Dubai: Emirates NBD a leading banking group in the region, reported a net profit of Dh2.1 billion for the first three months of 2020.
Quarter on quarter, profit improved by 3 per cent while year-on-year it declined 24 per cent. Emirate NBD attributed the decline in first -quarter net profit to higher impairment charges.
“Despite higher provisions in the first quarter of 2020, the bank delivered a good set of results with a net profit of Dh2.1 billion whilst maintaining healthy capital, liquidity and credit quality ratios,” said Shayne Nelson, Group CEO.
The net interest income increased 45 per cent, while non-interest income grew 48 per cent year-on-year. Net interest margin improved 19 basis points year-on-year to 3.02 per cent helped by the positive impact of DenizBank.
The Group’s balance-sheet remains strong with healthy liquidity, credit quality and capital ratios. While credit quality was stable in the first quarter, the Group increased impairment allowances for Stage 1 and 2 coverage in recognition of a potential deterioration in credit quality in subsequent quarters related to the coronavirus pandemic.
Total income amounted to Dh6.88 billion, unchanged compared with Dh6.87 billion in the preceding quarter. Total assets were at Dh692 billion, up 1 per cent from end 2019. Loans increased 1 per cent while deposits were maintained at 2019 levels.
The advances-to-deposits ratio remains comfortably within management’s target range at 94.8 per cent.
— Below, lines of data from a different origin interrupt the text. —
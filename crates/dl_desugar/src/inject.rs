//! Runtime injection by AST splice.
//!
//! The runtime is parsed into the same source map as the program, as a file
//! of its own, and its top-level statements are prepended to the program
//! body. Injected nodes keep spans into the runtime file, so a source map
//! built after printing maps them to the runtime and leaves the mappings of
//! the original code intact.

use dl_ast::Program;
use dl_parser::{parse_module_into, parse_script_into, ParseError};
use swc_common::{sync::Lrc, SourceMap};
use tracing::{info, trace};

use crate::runtime::Runtime;

/// Prepend the statements of `runtime_text` to `target`'s body.
///
/// Returns the number of statements injected. An empty `runtime_text` is a
/// no-op. The runtime is parsed with the goal of `target` (script or
/// module); on a parse error `target` is left unmodified.
///
/// Not idempotent: injecting twice leaves two copies of the runtime.
///
/// The runtime goes in front of everything, directives included. A script
/// that starts with `"use strict"` keeps that statement, but it is no
/// longer a directive once the runtime precedes it, so the script's own
/// code no longer runs in strict mode.
pub fn inject_runtime(
    runtime_text: &str,
    runtime_source_id: &str,
    source_map: &Lrc<SourceMap>,
    target: &mut Program,
) -> Result<usize, ParseError> {
    if runtime_text.is_empty() {
        trace!(source = runtime_source_id, "empty runtime, nothing to inject");
        return Ok(0);
    }

    let injected = match target {
        Program::Module(module) => {
            let runtime = parse_module_into(source_map, runtime_text, runtime_source_id, None)?;
            let count = runtime.body.len();
            module.body.splice(0..0, runtime.body);
            count
        }
        Program::Script(script) => {
            let runtime = parse_script_into(source_map, runtime_text, runtime_source_id, None)?;
            let count = runtime.body.len();
            script.body.splice(0..0, runtime.body);
            count
        }
    };

    info!(
        source = runtime_source_id,
        statements = injected,
        "injected runtime"
    );
    Ok(injected)
}

/// [`inject_runtime`] for a [`Runtime`].
pub fn inject(
    runtime: &Runtime,
    source_map: &Lrc<SourceMap>,
    target: &mut Program,
) -> Result<usize, ParseError> {
    inject_runtime(&runtime.text, &runtime.source_id, source_map, target)
}

#[cfg(test)]
mod tests {
    use dl_ast::{Decl, Expr, ModuleItem, SourceType, Stmt};
    use dl_parser::parse;
    use swc_common::{EqIgnoreSpan, Spanned};

    use super::*;

    fn top_level_items(program: &Program) -> Vec<ModuleItem> {
        match program {
            Program::Module(m) => m.body.clone(),
            Program::Script(s) => s.body.iter().cloned().map(ModuleItem::Stmt).collect(),
        }
    }

    fn parse_target(source: &str, source_type: SourceType) -> (Program, Lrc<SourceMap>) {
        let parsed = parse(source, "input.js", source_type).unwrap();
        (parsed.program, parsed.source_map)
    }

    fn stmts(program: &Program) -> Vec<Stmt> {
        top_level_items(program)
            .into_iter()
            .map(|item| match item {
                ModuleItem::Stmt(s) => s,
                ModuleItem::ModuleDecl(d) => panic!("unexpected module declaration {d:?}"),
            })
            .collect()
    }

    fn is_fn_decl(stmt: &Stmt, name: &str) -> bool {
        matches!(stmt, Stmt::Decl(Decl::Fn(f)) if &*f.ident.sym == name)
    }

    fn is_call_of(stmt: &Stmt, callee: &str) -> bool {
        let Stmt::Expr(expr) = stmt else {
            return false;
        };
        let Expr::Call(call) = &*expr.expr else {
            return false;
        };
        match call.callee.as_expr().map(|e| &**e) {
            Some(Expr::Ident(ident)) => &*ident.sym == callee,
            Some(Expr::Member(member)) => matches!(&*member.obj, Expr::Ident(o) if &*o.sym == callee),
            _ => false,
        }
    }

    #[test]
    fn empty_runtime_is_a_no_op() {
        let (mut program, cm) = parse_target("console.log(1)", SourceType::Script);
        let before = program.clone();

        let injected = inject_runtime("", "runtime.js", &cm, &mut program).unwrap();

        assert_eq!(injected, 0);
        assert_eq!(program, before);
        let body = stmts(&program);
        assert_eq!(body.len(), 1);
        assert!(is_call_of(&body[0], "console"));
    }

    #[test]
    fn runtime_statements_come_first() {
        let (mut program, cm) = parse_target("foo()", SourceType::Script);

        let injected = inject_runtime("function helper(){}", "runtime.js", &cm, &mut program).unwrap();

        assert_eq!(injected, 1);
        let body = stmts(&program);
        assert_eq!(body.len(), 2);
        assert!(is_fn_decl(&body[0], "helper"));
        assert!(is_call_of(&body[1], "foo"));
    }

    #[test]
    fn result_is_runtime_followed_by_program() {
        let source = "var a = 1;\nfunction b() { return a; }\nb();";
        let runtime = "function one() {}\nvar two = 2;\nfunction three() {}";
        let (mut program, cm) = parse_target(source, SourceType::Module);
        let before = top_level_items(&program);

        let expected_runtime = parse(runtime, "other.js", SourceType::Module)
            .map(|p| top_level_items(&p.program))
            .unwrap();

        let injected = inject_runtime(runtime, "runtime.js", &cm, &mut program).unwrap();
        let after = top_level_items(&program);

        assert_eq!(injected, 3);
        assert_eq!(after.len(), expected_runtime.len() + before.len());
        assert!(after[..injected].eq_ignore_span(&expected_runtime[..]));
        assert_eq!(&after[injected..], &before[..]);
    }

    #[test]
    fn runtime_goes_before_directives() {
        let (mut program, cm) = parse_target("\"use strict\";\nfoo();", SourceType::Script);

        inject_runtime("function helper(){}", "runtime.js", &cm, &mut program).unwrap();

        let body = stmts(&program);
        assert!(is_fn_decl(&body[0], "helper"));
        assert!(body[1].is_use_strict());
        assert!(is_call_of(&body[2], "foo"));
    }

    #[test]
    fn injecting_twice_duplicates_the_runtime() {
        let (mut program, cm) = parse_target("foo();", SourceType::Script);

        inject_runtime("function helper(){}", "runtime.js", &cm, &mut program).unwrap();
        inject_runtime("function helper(){}", "runtime.js", &cm, &mut program).unwrap();

        let body = stmts(&program);
        assert_eq!(body.len(), 3);
        assert!(is_fn_decl(&body[0], "helper"));
        assert!(is_fn_decl(&body[1], "helper"));
        assert!(is_call_of(&body[2], "foo"));
    }

    #[test]
    fn injected_nodes_keep_their_source_identity() {
        let (mut program, cm) = parse_target("foo();\nbar();", SourceType::Script);

        let injected = inject_runtime(
            "function helper(){}\nfunction other(){}",
            "runtime.js",
            &cm,
            &mut program,
        )
        .unwrap();

        let files: Vec<String> = stmts(&program)
            .iter()
            .map(|s| cm.span_to_filename(s.span()).to_string())
            .collect();
        assert_eq!(files[..injected], ["runtime.js", "runtime.js"]);
        assert_eq!(files[injected..], ["input.js", "input.js"]);
    }

    #[test]
    fn malformed_runtime_leaves_program_untouched() {
        let (mut program, cm) = parse_target("foo();", SourceType::Script);
        let before = program.clone();

        let err = inject_runtime("function helper(", "runtime.js", &cm, &mut program).unwrap_err();

        assert_eq!(err.file, "runtime.js");
        assert_eq!(program, before);
    }

    #[test]
    fn runtime_follows_the_goal_of_the_target() {
        // Module syntax in the runtime only parses against a module target.
        let (mut script, cm) = parse_target("foo();", SourceType::Script);
        assert!(inject_runtime("export function helper(){}", "runtime.js", &cm, &mut script).is_err());

        let (mut module, cm) = parse_target("foo();", SourceType::Module);
        let injected =
            inject_runtime("export function helper(){}", "runtime.js", &cm, &mut module).unwrap();
        assert_eq!(injected, 1);
        assert!(matches!(top_level_items(&module)[0], ModuleItem::ModuleDecl(_)));
    }

    #[test]
    fn bundled_runtime_parses_in_both_goals() {
        let runtime = Runtime::generator();
        for source_type in [SourceType::Script, SourceType::Module] {
            let (mut program, cm) = parse_target("foo();", source_type);
            let injected = inject(&runtime, &cm, &mut program).unwrap();
            assert_eq!(injected, 3);
        }
    }
}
In Q1-2020, the Group raised Dh9.1 billion of term debt issued in five currencies through two public issues and private placements with maturities up to 20 years.
Costs for the first quarter amounted to Dh2.04 billion, an improvement of 18 per cent over the preceding quarter, due to lower staff and marketing expenses and improved cost management. Costs increased 47 per cent year-on-year in Q1 2020 due to the DenizBank acquisition. Costs increased 2 per cent excluding DenizBank.
The cost-to-income ratio at 29.8 per cent is within the 2020 guidance range of 33 per cent.
During the quarter, the impaired loan ratio remained stable at 5.5 per cent. The impairment charge of Dh2.55 billion is higher by 349 per cent year-on-year and 24 per cent quarter-on-quarter due to higher Stage 1 and 2 ECL allowances.
“Net operating profit declined 24 year-on-year as the Group took additional impairment allowances to increase coverage in anticipation of a deterioration in credit quality in subsequent quarters. Regional banks face multiple challenges from low interest rates, low oil prices and lower economic growth due to disruption from COVID-19,” said Patrick Sullivan, Group Chief Financial Officer.
Capital and liquidity
At the close of Q1-2020, the Group reported liquidity coverage ratio of 149.7 per cent and advances-to-deposits ratio of 94.8 per cent. At the close of the quarter, common equity Tier 1 ratio was 14.8 per cent, Tier 1 ratio is 16.8 per cent and capital adequacy ratio is 17.9 per cent.
“As the global economy and the banking industry face unprecedented challenges due to COVID-19, we remain fully supportive of the UAE Government and the UAE Central Bank’s swift and unprecedented actions in introducing measures to protect the health of UAE residents and to provide economic relief measures to support customers,” said Hesham Abdulla Al Qassim, Vice-Chairman and Managing Director, Emirates NBD.